The issue is your backend isn't aware of this change that occurred in the frontend. If no additional logic is implemented, both the updated image as well as the original image will persist in the system. That's an issue because retaining resources that aren't being used creates unnecessary costs, storage bloat, maintenance overhead and so on.

Potential Approach

One approach to address this issue is to make the backend aware of frontend changes in real time. For instance, the editor could notify the backend via an API when an image is removed, triggering the deletion of the corresponding database record and file.

While feasible, this approach introduces significant challenges. Monitoring the WYSIWYG editor for image changes requires complex JavaScript logic, which imposes substantial computational overhead on the browser, particularly for large or complex HTML content. This can degrade the user experience by slowing down the editor.

Moreover, since frontend changes remain in a draft state until the form is submitted, real-time notifications may be unreliable, risking incomplete or erroneous deletions. Why not batch this work on the backend?

Solution

Since the backend isn't aware, unless we explicitly make it aware as discussed above, what we need to do is compare what images exist in the content against what we have stored in our system. In this article I'll provide a Python function that will parse images in HTML content and stored as a Django TextField, check for any orphaned images, and delete those orphans.

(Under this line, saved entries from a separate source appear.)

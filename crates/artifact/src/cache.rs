use crate::errors::{ArtifactError, Result};
use crate::local::{CacheEntry, LocalCacheDirectory, VersionStamp};
use crate::store::RemoteStore;
use common::{RetryPolicy, retry_with_backoff};
use std::fmt;
use std::path::PathBuf;
use std::time::{Duration, Instant};

/// Temp files younger than this may belong to a download still in flight.
const STALE_TEMP_AGE: Duration = Duration::from_secs(600);

/// Identifies a remote artifact, optionally at a fixed version.
#[derive(Debug, Clone, PartialEq, Eq, Hash)]
pub struct ArtifactRef {
    path: String,
    pinned_version: Option<String>,
}

impl ArtifactRef {
    /// Whatever version the store currently reports.
    pub fn latest(path: impl Into<String>) -> Self {
        Self {
            path: path.into(),
            pinned_version: None,
        }
    }

    /// Exactly `version`, regardless of what is current.
    pub fn pinned(path: impl Into<String>, version: impl Into<String>) -> Self {
        Self {
            path: path.into(),
            pinned_version: Some(version.into()),
        }
    }

    /// `pinned` when a version is given, `latest` otherwise.
    pub fn new(path: impl Into<String>, pinned_version: Option<String>) -> Self {
        Self {
            path: path.into(),
            pinned_version,
        }
    }

    pub fn path(&self) -> &str {
        &self.path
    }

    pub fn pinned_version(&self) -> Option<&str> {
        self.pinned_version.as_deref()
    }
}

impl fmt::Display for ArtifactRef {
    fn fmt(&self, f: &mut fmt::Formatter<'_>) -> fmt::Result {
        match &self.pinned_version {
            Some(version) => write!(f, "{}@{}", self.path, version),
            None => write!(f, "{}@latest", self.path),
        }
    }
}

/// Outcome of [`ArtifactCache::ensure_current`].
#[derive(Debug, Clone, PartialEq, Eq)]
pub struct Materialized {
    pub local_path: PathBuf,
    pub version: String,
    /// False when the local copy was already current.
    pub fetched: bool,
}

/// Keeps local copies of remote artifacts current, fetching only when the
/// store reports a version the local stamp does not match.
pub struct ArtifactCache<S> {
    store: S,
    local: LocalCacheDirectory,
    retry: RetryPolicy,
}

impl<S: RemoteStore> ArtifactCache<S> {
    pub fn new(store: S, local: LocalCacheDirectory) -> Self {
        Self {
            store,
            local,
            retry: RetryPolicy::none(),
        }
    }

    /// Retry transport failures with backoff. Not-found is never retried.
    pub fn with_retry(mut self, retry: RetryPolicy) -> Self {
        self.retry = retry;
        self
    }

    pub fn store(&self) -> &S {
        &self.store
    }

    pub fn local(&self) -> &LocalCacheDirectory {
        &self.local
    }

    /// Guarantee the local copy of `artifact` is current and return where it is.
    ///
    /// Unpinned: one `head` round-trip, then a fetch only if the local stamp
    /// differs or the local copy fails its consistency check. Pinned: no
    /// `head`, always fetch that exact version into the pinned area.
    pub fn ensure_current(&self, artifact: &ArtifactRef) -> Result<Materialized> {
        self.ensure_current_until(artifact, None)
    }

    /// [`Self::ensure_current`] bounded by `timeout`; running out of time is
    /// reported as a transport error.
    pub fn ensure_current_within(
        &self,
        artifact: &ArtifactRef,
        timeout: Duration,
    ) -> Result<Materialized> {
        self.ensure_current_until(artifact, Some(Instant::now() + timeout))
    }

    pub(crate) fn ensure_current_until(
        &self,
        artifact: &ArtifactRef,
        deadline: Option<Instant>,
    ) -> Result<Materialized> {
        let _span = tracing::debug_span!(
            "ensure_current",
            path = %artifact.path(),
            pinned = ?artifact.pinned_version()
        )
        .entered();

        let entry = self
            .local
            .entry(artifact.path(), artifact.pinned_version())?;

        let target_version = match artifact.pinned_version() {
            Some(version) => version.to_string(),
            None => {
                check_deadline(deadline, artifact)?;
                self.retry_op("head", artifact, deadline, || {
                    self.store.head(artifact.path())
                })?
            }
        };

        if artifact.pinned_version().is_none()
            && let Some(current) = self.current_copy(&entry, &target_version)?
        {
            tracing::debug!(version = %target_version, "Local copy is current");
            return Ok(current);
        }

        check_deadline(deadline, artifact)?;
        let bytes = self.retry_op("fetch", artifact, deadline, || {
            self.store.fetch(artifact.path(), Some(&target_version))
        })?;

        self.materialize(&entry, &target_version, &bytes)?;

        tracing::info!(
            path = %artifact.path(),
            version = %target_version,
            bytes = bytes.len(),
            "Artifact downloaded"
        );

        Ok(Materialized {
            local_path: entry.content,
            version: target_version,
            fetched: true,
        })
    }

    /// The local copy, if its stamp matches `target_version` and the content
    /// backs the stamp up.
    fn current_copy(&self, entry: &CacheEntry, target_version: &str) -> Result<Option<Materialized>> {
        let Some(stamp) = self.local.read_entry_stamp(entry)? else {
            return Ok(None);
        };
        if stamp.version != target_version {
            tracing::debug!(
                cached = %stamp.version,
                remote = %target_version,
                "Remote version changed"
            );
            return Ok(None);
        }

        match self.local.verify(entry, &stamp) {
            Ok(()) => Ok(Some(Materialized {
                local_path: entry.content.clone(),
                version: stamp.version,
                fetched: false,
            })),
            Err(e @ ArtifactError::CacheConsistency { .. }) => {
                tracing::warn!(error = %e, "Distrusting local stamp, fetching again");
                Ok(None)
            }
            Err(e) => Err(e),
        }
    }

    /// Content first (temp + rename), stamp only once the content is in place.
    fn materialize(&self, entry: &CacheEntry, version: &str, bytes: &[u8]) -> Result<()> {
        if let Err(e) = self.local.remove_stale_temps(entry, STALE_TEMP_AGE) {
            tracing::warn!(error = %e, path = %entry.key, "Could not clean leftover downloads");
        }

        self.local.write_content(entry, bytes)?;

        let stamp = VersionStamp::new(version, bytes.len() as u64);
        self.local.verify(entry, &stamp)?;
        self.local.write_entry_stamp(entry, &stamp)
    }

    fn retry_op<T>(
        &self,
        operation: &str,
        artifact: &ArtifactRef,
        deadline: Option<Instant>,
        f: impl FnMut() -> Result<T>,
    ) -> Result<T> {
        retry_with_backoff(
            f,
            &self.retry,
            deadline,
            &format!("{operation} {artifact}"),
            ArtifactError::is_retryable,
        )
    }
}

pub(crate) fn check_deadline(deadline: Option<Instant>, artifact: &ArtifactRef) -> Result<()> {
    match deadline {
        Some(deadline) if Instant::now() >= deadline => Err(ArtifactError::transport(format!(
            "deadline exceeded while syncing {artifact}"
        ))),
        _ => Ok(()),
    }
}
use artifact::{SymbolCache, TypedSymbolLoader, open_store};
use common::TelemetryGuard;
use inference::{
    ImagesEventHandler, MessageSchema, WorkerConfig, WorkerService,
    logging::setup_logging,
    sink::{FileDocumentStore, MqttPublisher},
};
use std::sync::Arc;

#[cfg(feature = "ort-backend")]
use inference::backend::ort::OrtBackend as Backend;

#[cfg(not(feature = "ort-backend"))]
compile_error!("The detection worker needs the 'ort-backend' feature");

#[tokio::main]
async fn main() -> anyhow::Result<()> {
    let config = WorkerConfig::from_env()?;

    let telemetry = config
        .otel_endpoint
        .as_ref()
        .map(|endpoint| TelemetryGuard::init("detection-worker", endpoint, config.environment))
        .transpose()?;

    if telemetry.is_none() {
        setup_logging(&config);
    }

    tracing::info!(
        config = ?config,
        "Loaded configuration"
    );

    let schemas = Arc::new(SymbolCache::from_config(
        &config.cache,
        TypedSymbolLoader::<MessageSchema>::new(),
    )?);

    // Fail fast on missing artifacts rather than on the first frame
    let model_path = schemas.prefetch(&config.model)?;
    schemas.get(&config.frame_schema, &config.frame_schema_symbol)?;

    tracing::info!(model = %config.model, path = %model_path.display(), "Loading inference model");
    let backend = Backend::load_model(&model_path, &config.onnx)?;
    tracing::info!("Model loaded successfully");

    let images = ImagesEventHandler::new(
        config.images_collection.clone(),
        open_store(&config.image_store_url, config.cache.fetch_timeout)?,
    );
    let documents = FileDocumentStore::open(config.document_store_dir.clone())?;
    let publisher = MqttPublisher::new(&config.mqtt)?;

    let mut service = WorkerService::new(
        &config,
        backend,
        schemas,
        images,
        Box::new(documents),
        Box::new(publisher),
    );

    let summary = service.run(std::io::stdin().lock())?;
    tracing::info!(summary = ?summary, "Worker stopped");
    Ok(())
}
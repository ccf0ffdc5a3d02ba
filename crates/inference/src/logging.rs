use crate::config::WorkerConfig;
use serde::Serialize;
use std::fmt::Display;
use std::time::Instant;

pub const DEFAULT_RESULT_MAX_LEN: usize = 200;

pub fn setup_logging(config: &WorkerConfig) {
    common::setup_logging(config.environment);
}

/// Run `f`, logging how long it took and a preview of what it returned.
///
/// Failures are logged at error level and handed back unchanged.
pub fn log_call<T, E, F>(function: &str, result_max_len: usize, f: F) -> Result<T, E>
where
    T: Serialize,
    E: Display,
    F: FnOnce() -> Result<T, E>,
{
    let start = Instant::now();
    let result = f();
    let tact_time = round4(start.elapsed().as_secs_f64());

    match &result {
        Ok(value) => {
            tracing::info!(
                function,
                result = %preview(value, result_max_len),
                tact_time,
                "success"
            );
        }
        Err(e) => {
            tracing::error!(function, tact_time, error = %e, "failure");
        }
    }

    result
}

/// JSON rendering of `value`, cut to `max_len` characters with a trailing ` ...`.
pub fn preview<T: Serialize>(value: &T, max_len: usize) -> String {
    let rendered = serde_json::to_string(value)
        .unwrap_or_else(|e| format!("<unserializable: {e}>"));

    if rendered.chars().count() < max_len {
        return rendered;
    }

    let mut cut: String = rendered.chars().take(max_len).collect();
    cut.push_str(" ...");
    cut
}

fn round4(seconds: f64) -> f64 {
    (seconds * 10_000.0).round() / 10_000.0
}
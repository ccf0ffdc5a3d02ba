//! Resolving named symbols out of synced artifact files
//!
//! Artifacts are declarative documents, never code: a JSON artifact is an
//! object whose top-level keys are the symbols it defines.

use crate::errors::{ArtifactError, Result};
use serde::de::DeserializeOwned;
use serde_json::Value;
use std::fs;
use std::marker::PhantomData;
use std::path::Path;

pub trait SymbolLoader: Send + Sync {
    type Symbol: Send + Sync + 'static;

    /// Load the artifact at `local_path` and look up `symbol` in it.
    ///
    /// Unparsable content and missing symbols are both `SymbolResolution`
    /// errors; they describe the content, not the transport.
    fn resolve(&self, local_path: &Path, symbol: &str) -> Result<Self::Symbol>;
}

/// Resolves symbols as raw JSON values.
#[derive(Debug, Default, Clone, Copy)]
pub struct JsonSymbolLoader;

impl JsonSymbolLoader {
    fn load_document(&self, local_path: &Path, symbol: &str) -> Result<serde_json::Map<String, Value>> {
        let display = local_path.display().to_string();

        let is_json = local_path
            .extension()
            .and_then(|ext| ext.to_str())
            .is_some_and(|ext| ext.eq_ignore_ascii_case("json"));
        if !is_json {
            return Err(ArtifactError::symbol(
                &display,
                symbol,
                "unsupported artifact format (expected .json)",
            ));
        }

        let text = fs::read_to_string(local_path)
            .map_err(|e| ArtifactError::symbol(&display, symbol, format!("unreadable: {e}")))?;

        match serde_json::from_str::<Value>(&text) {
            Ok(Value::Object(map)) => Ok(map),
            Ok(_) => Err(ArtifactError::symbol(
                &display,
                symbol,
                "artifact root is not an object",
            )),
            Err(e) => Err(ArtifactError::symbol(
                &display,
                symbol,
                format!("invalid JSON: {e}"),
            )),
        }
    }
}

impl SymbolLoader for JsonSymbolLoader {
    type Symbol = Value;

    fn resolve(&self, local_path: &Path, symbol: &str) -> Result<Value> {
        let mut document = self.load_document(local_path, symbol)?;

        document.remove(symbol).ok_or_else(|| {
            let mut defined: Vec<_> = document.keys().map(String::as_str).collect();
            defined.sort_unstable();
            ArtifactError::symbol(
                &local_path.display().to_string(),
                symbol,
                format!("not defined (available: {})", defined.join(", ")),
            )
        })
    }
}

/// Resolves a JSON symbol and deserializes it into `T`.
pub struct TypedSymbolLoader<T> {
    json: JsonSymbolLoader,
    _marker: PhantomData<fn() -> T>,
}

impl<T> TypedSymbolLoader<T> {
    pub fn new() -> Self {
        Self {
            json: JsonSymbolLoader,
            _marker: PhantomData,
        }
    }
}

impl<T> Default for TypedSymbolLoader<T> {
    fn default() -> Self {
        Self::new()
    }
}

impl<T> SymbolLoader for TypedSymbolLoader<T>
where
    T: DeserializeOwned + Send + Sync + 'static,
{
    type Symbol = T;

    fn resolve(&self, local_path: &Path, symbol: &str) -> Result<T> {
        let value = self.json.resolve(local_path, symbol)?;
        serde_json::from_value(value).map_err(|e| {
            ArtifactError::symbol(
                &local_path.display().to_string(),
                symbol,
                format!("does not match {}: {e}", std::any::type_name::<T>()),
            )
        })
    }
}
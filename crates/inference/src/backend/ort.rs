use super::{InferenceBackend, InferenceOutput};
use crate::config::OnnxConfig;
use anyhow::Context;
use ndarray::{Array, IxDyn};
use ort::{
    session::{Session, builder::GraphOptimizationLevel},
    value::TensorRef,
};
use std::path::Path;

pub struct OrtBackend {
    session: Session,
    input_name: String,
    logits_output: String,
    boxes_output: String,
}

impl OrtBackend {
    /// Load a DETR-style ONNX model from a local file, typically a prefetched
    /// artifact.
    pub fn load_model(path: &Path, config: &OnnxConfig) -> anyhow::Result<Self> {
        // Initialize ORT environment (idempotent)
        let _ = ort::init().commit();

        let mut builder = Session::builder()?
            .with_optimization_level(GraphOptimizationLevel::Level3)?
            .with_intra_threads(config.intra_threads)?;

        if config.use_cuda {
            tracing::info!("Initializing ONNX Runtime with CUDA execution provider");
            // Falls back to CPU when CUDA is unavailable
            builder = builder.with_execution_providers([
                ort::execution_providers::CUDAExecutionProvider::default()
                    .with_device_id(0)
                    .build(),
            ])?;
        } else {
            tracing::info!("Initializing ONNX Runtime with CPU execution provider");
        }

        let session = builder
            .commit_from_file(path)
            .with_context(|| format!("Failed to load model from {}", path.display()))?;

        tracing::info!(path = %path.display(), "Model loaded");
        Ok(Self {
            session,
            input_name: config.input_name.clone(),
            logits_output: config.logits_output.clone(),
            boxes_output: config.boxes_output.clone(),
        })
    }
}

impl InferenceBackend for OrtBackend {
    fn infer(&mut self, images: &Array<f32, IxDyn>) -> anyhow::Result<InferenceOutput> {
        let outputs = self.session.run(ort::inputs![
            self.input_name.as_str() => TensorRef::from_array_view(images.view())?
        ])?;

        let logits = outputs[self.logits_output.as_str()].try_extract_array::<f32>()?;
        let boxes = outputs[self.boxes_output.as_str()].try_extract_array::<f32>()?;

        Ok(InferenceOutput {
            logits: logits.into_owned(),
            boxes: boxes.into_owned(),
        })
    }
}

Assumes Django=5.2 and beautifulsoup4=4.13.4.

Code

# utils.html.parse_content_images.py

from urllib.parse import urlparse
from django.db.models import QuerySet

from bs4 import BeautifulSoup


def parse_content_images(html_content, imgs_qset, img_field='image'):
    """
    Parses html content and checks for orphaned images resulting from
        content updates. Found orphans are deleted and a list is returned
        containing the relative paths of the deleted objects.

    Important: only object.delete() is being called here, not
        object.image.delete(), meaning there still needs to be implementation
        (model method tie in, signals, etc.) to make sure the actual file
        is destroyed.
    """

    if not isinstance(html_content, str):
        raise TypeError(f"Expected string instead of {type(html_content)}.")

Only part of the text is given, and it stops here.